Chapter Twenty-eight
That Jew Cripple in the White House
In a few short months, those who had been begging Roosevelt to become a dictator had turned against him. At first it was the predictable resistance: “It is socialism,” sniffed Republican congressman Robert Luce of Massachusetts about the New Deal legislation. “Whether it is communism or not I do not know.” But by summer the criticism was reaching a crescendo. Nine million workers were employed in NRA programs, and wage codes had been signed by a million employers. Businessmen—nervous that Roosevelt’s legitimizing of collective bargaining would strengthen the labor movement—denounced the omnibus NIRA as creeping socialism or business fascism. Northern sweatshop owners and Southern planters feared they would lose their cheap labor to the “dole,” as the recovery and public works projects were dubbed, and started calling Roosevelt a Communist. Herbert Hoover publicly denounced the NIRA as totalitarian.
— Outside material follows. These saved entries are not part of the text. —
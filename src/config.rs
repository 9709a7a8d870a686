//! Configuration structures for the service and its graph store

use std::time::Duration;

/// Namespace used for predicate, type and subject URIs unless configured otherwise
pub const DEFAULT_NAMESPACE: &str = "http://cauldron.systems/graph/";

/// Path under which the REST resources are mounted
pub const DEFAULT_API_ROOT: &str = "/graph";

/// Which graph store backend to talk to
#[derive(Debug, Clone, Copy, PartialEq, Eq, clap::ValueEnum)]
pub enum StoreKind {
    /// Apache Jena Fuseki (`/sparql`, `/update`, form-encoded)
    Jena,
    /// Oxigraph server (`/query`, `/update`, raw SPARQL bodies)
    Oxigraph,
    /// Embedded in-memory Oxigraph store
    Memory,
}

/// Connection settings for the graph store
#[derive(Debug, Clone)]
pub struct StoreConfig {
    pub url: String,
    pub kind: StoreKind,
    pub auth_token: Option<String>,
    pub request_timeout: Duration,
    pub write_gate_timeout: Duration,
}

impl Default for StoreConfig {
    fn default() -> Self {
        Self {
            url: "http://localhost:3030/dataset".to_string(),
            kind: StoreKind::Jena,
            auth_token: None,
            request_timeout: Duration::from_secs(30),
            write_gate_timeout: Duration::from_secs(10),
        }
    }
}

/// Top level service configuration
#[derive(Debug, Clone)]
pub struct ServerConfig {
    pub host: String,
    pub port: u16,
    pub api_root: String,
    /// Externally visible URL of the API root, used for `Location` headers
    pub public_url: Option<String>,
    pub namespace: String,
    pub store: StoreConfig,
}

impl Default for ServerConfig {
    fn default() -> Self {
        Self {
            host: "127.0.0.1".to_string(),
            port: 8080,
            api_root: DEFAULT_API_ROOT.to_string(),
            public_url: None,
            namespace: DEFAULT_NAMESPACE.to_string(),
            store: StoreConfig::default(),
        }
    }
}

impl ServerConfig {
    /// Socket address the server binds to
    pub fn bind_addr(&self) -> String {
        format!("{}:{}", self.host, self.port)
    }

    pub fn server_url(&self) -> String {
        format!("http://{}:{}", self.host, self.port)
    }

    /// Public URL of the API root without a trailing slash
    pub fn api_url(&self) -> String {
        match &self.public_url {
            Some(url) => url.trim_end_matches('/').to_string(),
            None => format!("{}{}", self.server_url(), self.normalized_api_root()),
        }
    }

    /// API root with a leading slash and no trailing slash; empty for `/`
    pub fn normalized_api_root(&self) -> String {
        let trimmed = self.api_root.trim_matches('/');
        if trimmed.is_empty() {
            String::new()
        } else {
            format!("/{}", trimmed)
        }
    }
}
//! Entity Graph HTTP server
//!
//! Usage:
//!   cargo run -- --host 0.0.0.0 --port 8080 \
//!     --store-url http://localhost:3030/dataset --store-kind jena
//!   cargo run -- --store-kind memory

use clap::Parser;
use entity_graph::{
    config::{ServerConfig, StoreConfig, StoreKind, DEFAULT_API_ROOT, DEFAULT_NAMESPACE},
    http::start_server,
    store::{http_client::HttpGraphClient, memory::MemoryGraphClient, GraphClient},
};
use std::{sync::Arc, time::Duration};
use tracing::{error, info};
use tracing_subscriber::EnvFilter;

#[derive(Parser, Debug)]
#[command(name = "entity-graph")]
#[command(
    about = "REST gateway for typed entities stored in an RDF triple store",
    long_about = None
)]
struct Args {
    #[arg(short = 'H', long, env = "ENTITY_GRAPH_HOST", default_value = "127.0.0.1")]
    host: String,

    #[arg(short, long, env = "ENTITY_GRAPH_PORT", default_value = "8080")]
    port: u16,

    /// Path the REST resources are mounted under
    #[arg(long, env = "ENTITY_GRAPH_API_ROOT", default_value = DEFAULT_API_ROOT)]
    api_root: String,

    /// Externally visible URL of the API root, used in Location headers
    #[arg(long, env = "ENTITY_GRAPH_PUBLIC_URL")]
    public_url: Option<String>,

    /// Namespace of entity types, predicates and subjects
    #[arg(long, env = "ENTITY_GRAPH_NAMESPACE", default_value = DEFAULT_NAMESPACE)]
    namespace: String,

    /// Base URL of the SPARQL dataset
    #[arg(long, env = "ENTITY_GRAPH_STORE_URL", default_value = "http://localhost:3030/dataset")]
    store_url: String,

    #[arg(long, env = "ENTITY_GRAPH_STORE_KIND", value_enum, default_value = "jena")]
    store_kind: StoreKind,

    /// Bearer token sent with every store request
    #[arg(long, env = "ENTITY_GRAPH_STORE_TOKEN")]
    store_token: Option<String>,

    #[arg(long, env = "ENTITY_GRAPH_STORE_TIMEOUT_SECS", default_value = "30")]
    store_timeout_secs: u64,

    #[arg(long, env = "ENTITY_GRAPH_WRITE_GATE_TIMEOUT_SECS", default_value = "10")]
    write_gate_timeout_secs: u64,
}

impl Args {
    fn into_config(self) -> ServerConfig {
        ServerConfig {
            host: self.host,
            port: self.port,
            api_root: self.api_root,
            public_url: self.public_url,
            namespace: self.namespace,
            store: StoreConfig {
                url: self.store_url,
                kind: self.store_kind,
                auth_token: self.store_token,
                request_timeout: Duration::from_secs(self.store_timeout_secs),
                write_gate_timeout: Duration::from_secs(self.write_gate_timeout_secs),
            },
        }
    }
}

fn build_client(store: &StoreConfig) -> Result<Arc<dyn GraphClient>, Box<dyn std::error::Error>> {
    let client: Arc<dyn GraphClient> = match store.kind {
        StoreKind::Memory => {
            Arc::new(MemoryGraphClient::with_gate_timeout(store.write_gate_timeout)?)
        }
        StoreKind::Jena | StoreKind::Oxigraph => Arc::new(HttpGraphClient::new(store)?),
    };
    Ok(client)
}

#[tokio::main]
async fn main() -> Result<(), Box<dyn std::error::Error>> {
    tracing_subscriber::fmt()
        .with_env_filter(
            EnvFilter::try_from_default_env()
                .unwrap_or_else(|_| EnvFilter::new("entity_graph=info,tower_http=debug")),
        )
        .init();

    let config = Args::parse().into_config();

    info!(kind = ?config.store.kind, url = %config.store.url, "connecting graph store");
    let client = build_client(&config.store)?;

    // Set up graceful shutdown
    let shutdown_signal = async {
        if let Err(e) = tokio::signal::ctrl_c().await {
            error!(error = %e, "failed to install CTRL+C signal handler");
            std::future::pending::<()>().await;
        }
        info!("shutdown signal received, stopping server");
    };

    if let Err(e) = start_server(&config, client, shutdown_signal).await {
        error!(error = %e, "server error");
        return Err(e);
    }
    info!("server shut down gracefully");

    Ok(())
}
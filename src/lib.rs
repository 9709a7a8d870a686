//! # Entity Graph
//!
//! Entity Graph exposes a small set of typed entities (users, places and trips)
//! as REST resources whose state lives in an RDF triple store reached over the
//! SPARQL 1.1 protocol.
//!
//! ## Features
//!
//! - Schema-driven mapping between JSON entities and RDF statements
//! - Check-then-write operations (create, replace, patch, delete) executed as
//!   single store transactions
//! - Streaming passthrough for read-only SPARQL SELECT queries
//! - Remote (Fuseki / Oxigraph server) and embedded in-memory store backends
//!
//! ## Example
//!
//! ```rust
//! use entity_graph::gateway::EntityGateway;
//! use entity_graph::model::USER;
//! use entity_graph::store::memory::MemoryGraphClient;
//! use std::sync::Arc;
//!
//! # async fn example() -> entity_graph::Result<()> {
//! let client = Arc::new(MemoryGraphClient::new()?);
//! let users = EntityGateway::new(client, "http://cauldron.systems/graph/", &USER);
//! users.create("u1", &serde_json::json!({ "userId": "u1", "name": "Ann" })).await?;
//! let ann = users.read("u1").await?;
//! assert_eq!(ann["name"], "Ann");
//! # Ok(())
//! # }
//! ```

#![warn(clippy::pedantic)]
#![allow(clippy::missing_errors_doc)]
#![allow(clippy::missing_panics_doc)]
#![allow(clippy::must_use_candidate)]
#![allow(clippy::module_name_repetitions)]
#![allow(clippy::uninlined_format_args)]
#![allow(clippy::doc_markdown)]

/// Service configuration
pub mod config;

/// Error types and result definitions
pub mod error;

/// Entity schemas and the JSON/RDF codec
pub mod model;

/// Graph store clients and transactions
pub mod store;

/// Entity and query gateways
pub mod gateway;

/// HTTP resource layer
pub mod http;

// Re-export commonly used types
pub use error::{GatewayError, Result};
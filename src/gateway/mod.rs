//! Gateways between JSON resources and the graph store
//!
//! [`EntityGateway`] runs the check-then-write operations of one entity type,
//! each inside a single store transaction. [`QueryGateway`] passes read-only
//! SELECT queries through to the store and streams the answer back.

pub mod entity;
pub mod query;

pub use entity::EntityGateway;
pub use query::QueryGateway;
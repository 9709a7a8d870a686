//! HTTP API server for Entity Graph
//!
//! Exposes one REST collection per entity type plus a SPARQL query endpoint
//! and liveness/readiness probes, all mounted under the configured API root.

use crate::{
    config::ServerConfig,
    error::{GatewayError, GraphError},
    gateway::{EntityGateway, QueryGateway},
    model::{EntitySchema, ENTITY_TYPES},
    store::{GraphClient, TxnMode, SPARQL_RESULTS_JSON},
};
use axum::{
    body::{Body, Bytes},
    extract::{Path, State},
    http::{header, StatusCode},
    response::{IntoResponse, Response},
    routing::{get, post},
    Json, Router,
};
use serde::Serialize;
use serde_json::Value;
use std::{future::Future, sync::Arc};
use tower_http::{
    cors::{Any, CorsLayer},
    trace::TraceLayer,
};
use tracing::{info, warn};

/// Client-facing text of every store failure. Store URLs, connection errors
/// and upstream bodies stay in the logs.
const STORE_UNAVAILABLE_MESSAGE: &str = "graph store unavailable";

/// Error response
#[derive(Debug, Serialize)]
pub struct ErrorResponse {
    pub error: String,
    pub code: String,
}

/// Probe response
#[derive(Debug, Serialize)]
pub struct StatusResponse {
    pub status: String,
}

/// Shared state of the query and probe endpoints
pub struct AppState {
    pub client: Arc<dyn GraphClient>,
    pub queries: QueryGateway,
}

/// State of one entity collection
pub struct EntityResource {
    pub gateway: EntityGateway,
    /// Public URL of the collection, prefix of `Location` headers
    pub collection_url: String,
}

impl EntityResource {
    fn location(&self, entity_id: &str) -> String {
        format!("{}/{}", self.collection_url, entity_id)
    }

    fn schema(&self) -> &'static EntitySchema {
        self.gateway.schema()
    }
}

/// Custom error type for API errors
#[derive(Debug)]
pub struct ApiError(pub GatewayError);

impl IntoResponse for ApiError {
    fn into_response(self) -> Response {
        let status = match &self.0 {
            GatewayError::BadRequest(_)
            | GatewayError::SchemaViolation(_)
            | GatewayError::InvalidQuery(_) => StatusCode::BAD_REQUEST,
            GatewayError::Conflict(_) => StatusCode::CONFLICT,
            GatewayError::NotFound(_) => StatusCode::NOT_FOUND,
            GatewayError::StoreUnavailable(_) => StatusCode::INTERNAL_SERVER_ERROR,
        };

        (status, error_body(&self.0)).into_response()
    }
}

fn error_body(err: &GatewayError) -> Json<ErrorResponse> {
    let error = match err {
        GatewayError::StoreUnavailable(_) => STORE_UNAVAILABLE_MESSAGE.to_string(),
        other => other.to_string(),
    };
    Json(ErrorResponse {
        error,
        code: err.code().to_string(),
    })
}

impl From<GatewayError> for ApiError {
    fn from(err: GatewayError) -> Self {
        ApiError(err)
    }
}

/// Create the HTTP server with all routes
pub fn create_server(config: &ServerConfig, client: Arc<dyn GraphClient>) -> Router {
    let root = config.normalized_api_root();
    let api_url = config.api_url();

    let state = Arc::new(AppState {
        client: Arc::clone(&client),
        queries: QueryGateway::new(Arc::clone(&client)),
    });

    // Configure CORS
    let cors = CorsLayer::new().allow_origin(Any).allow_methods(Any).allow_headers(Any);

    let mut router = Router::new()
        .route(&format!("{}/query", root), post(run_query))
        .route(&format!("{}/live", root), get(live))
        .route(&format!("{}/ready", root), get(ready))
        .with_state(state);

    for schema in ENTITY_TYPES {
        let resource = Arc::new(EntityResource {
            gateway: EntityGateway::new(Arc::clone(&client), config.namespace.clone(), schema),
            collection_url: format!("{}/{}", api_url, schema.plural()),
        });
        router = router.merge(entity_routes(&root, schema, resource));
    }

    router.layer(cors).layer(TraceLayer::new_for_http())
}

fn entity_routes(root: &str, schema: &EntitySchema, resource: Arc<EntityResource>) -> Router {
    let collection = format!("{}/{}", root, schema.plural());
    Router::new()
        .route(
            &collection,
            post(create_entity).get(list_entities).head(no_content).options(no_content),
        )
        .route(
            &format!("{}/:id", collection),
            get(read_entity).put(replace_entity).patch(patch_entity).delete(delete_entity),
        )
        .with_state(resource)
}

fn parse_body(body: &Bytes) -> Result<Value, ApiError> {
    serde_json::from_slice(body)
        .map_err(|e| ApiError(GatewayError::BadRequest(format!("malformed JSON body: {}", e))))
}

/// POST /{type}s - Create an entity whose id is carried in the body
async fn create_entity(
    State(resource): State<Arc<EntityResource>>,
    body: Bytes,
) -> Result<impl IntoResponse, ApiError> {
    let json = parse_body(&body)?;
    let id_field = resource.schema().id_field;
    let entity_id = json
        .get(id_field)
        .and_then(Value::as_str)
        .ok_or_else(|| {
            ApiError(GatewayError::BadRequest(format!("body must carry a string {}", id_field)))
        })?
        .to_string();

    resource.gateway.create(&entity_id, &json).await?;
    Ok((StatusCode::CREATED, [(header::LOCATION, resource.location(&entity_id))]))
}

/// GET /{type}s - Summary view of every entity
async fn list_entities(
    State(resource): State<Arc<EntityResource>>,
) -> Result<Json<Vec<Value>>, ApiError> {
    Ok(Json(resource.gateway.list().await?))
}

/// GET /{type}s/:id
async fn read_entity(
    State(resource): State<Arc<EntityResource>>,
    Path(entity_id): Path<String>,
) -> Result<Json<Value>, ApiError> {
    Ok(Json(resource.gateway.read(&entity_id).await?))
}

/// PUT /{type}s/:id - Create or fully replace an entity
async fn replace_entity(
    State(resource): State<Arc<EntityResource>>,
    Path(entity_id): Path<String>,
    body: Bytes,
) -> Result<Response, ApiError> {
    let json = parse_body(&body)?;
    if resource.gateway.create_or_update(&entity_id, &json).await? {
        let location = [(header::LOCATION, resource.location(&entity_id))];
        Ok((StatusCode::CREATED, location).into_response())
    } else {
        Ok(StatusCode::OK.into_response())
    }
}

/// PATCH /{type}s/:id - Overwrite the given properties only
async fn patch_entity(
    State(resource): State<Arc<EntityResource>>,
    Path(entity_id): Path<String>,
    body: Bytes,
) -> Result<StatusCode, ApiError> {
    let json = parse_body(&body)?;
    resource.gateway.patch(&entity_id, &json).await?;
    Ok(StatusCode::NO_CONTENT)
}

/// DELETE /{type}s/:id
async fn delete_entity(
    State(resource): State<Arc<EntityResource>>,
    Path(entity_id): Path<String>,
) -> Result<StatusCode, ApiError> {
    resource.gateway.delete(&entity_id).await?;
    Ok(StatusCode::NO_CONTENT)
}

async fn no_content() -> StatusCode {
    StatusCode::NO_CONTENT
}

/// POST /query - Stream the results of a SPARQL SELECT query
async fn run_query(State(state): State<Arc<AppState>>, body: Bytes) -> Result<Response, ApiError> {
    let query = String::from_utf8(body.to_vec())
        .map_err(|_| ApiError(GatewayError::BadRequest("query is not valid UTF-8".to_string())))?;
    let stream = state.queries.query(&query).await?;
    let content_type = [(header::CONTENT_TYPE, SPARQL_RESULTS_JSON)];
    Ok((content_type, Body::from_stream(stream)).into_response())
}

/// GET /live
async fn live() -> Json<StatusResponse> {
    Json(StatusResponse {
        status: "ok".to_string(),
    })
}

/// GET /ready - 200 once the graph store answers a query
async fn ready(State(state): State<Arc<AppState>>) -> Response {
    match probe_store(state.client.as_ref()).await {
        Ok(()) => Json(StatusResponse {
            status: "ready".to_string(),
        })
        .into_response(),
        Err(err) => {
            warn!(error = %err, "readiness check failed");
            let body = error_body(&GatewayError::from(err));
            (StatusCode::SERVICE_UNAVAILABLE, body).into_response()
        }
    }
}

async fn probe_store(client: &dyn GraphClient) -> Result<(), GraphError> {
    let mut txn = client.begin(TxnMode::Read).await?;
    txn.ask("ASK { ?s ?p ?o }").await?;
    txn.commit().await
}

/// Binds the configured address and serves until `shutdown` resolves
pub async fn start_server(
    config: &ServerConfig,
    client: Arc<dyn GraphClient>,
    shutdown: impl Future<Output = ()> + Send + 'static,
) -> Result<(), Box<dyn std::error::Error>> {
    let app = create_server(config, client);
    let listener = tokio::net::TcpListener::bind(config.bind_addr()).await?;

    let root = config.normalized_api_root();
    info!(
        addr = %config.bind_addr(),
        api_url = %config.api_url(),
        "Entity Graph HTTP API listening"
    );
    for schema in ENTITY_TYPES {
        info!("  {}/{}[/:id]  POST GET PUT PATCH DELETE HEAD OPTIONS", root, schema.plural());
    }
    info!("  {}/query  POST  SPARQL SELECT passthrough", root);
    info!("  {}/live {}/ready  GET  probes", root, root);

    axum::serve(listener, app).with_graceful_shutdown(shutdown).await?;

    Ok(())
}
The massive government-industry collaboration lauded as a godsend in May seemed radically anti-capitalist as panic receded and business leaders contemplated the scope of Roosevelt’s program. “The excessive centralization and the dictatorial spirit are producing a revulsion of feeling against bureaucratic control of American life,” Walter Lippmann said. Erstwhile Roosevelt supporter Hearst charged that NRA stood for “Nonsensical, Ridiculous, Asinine interference.” He aggressively opposed “Stalin Delano Roosevelt’s Raw Deal” and compared the president to “the Mussolinis, the Hitlers, the Lenins and all of those who seek to establish a dictatorial form of government.”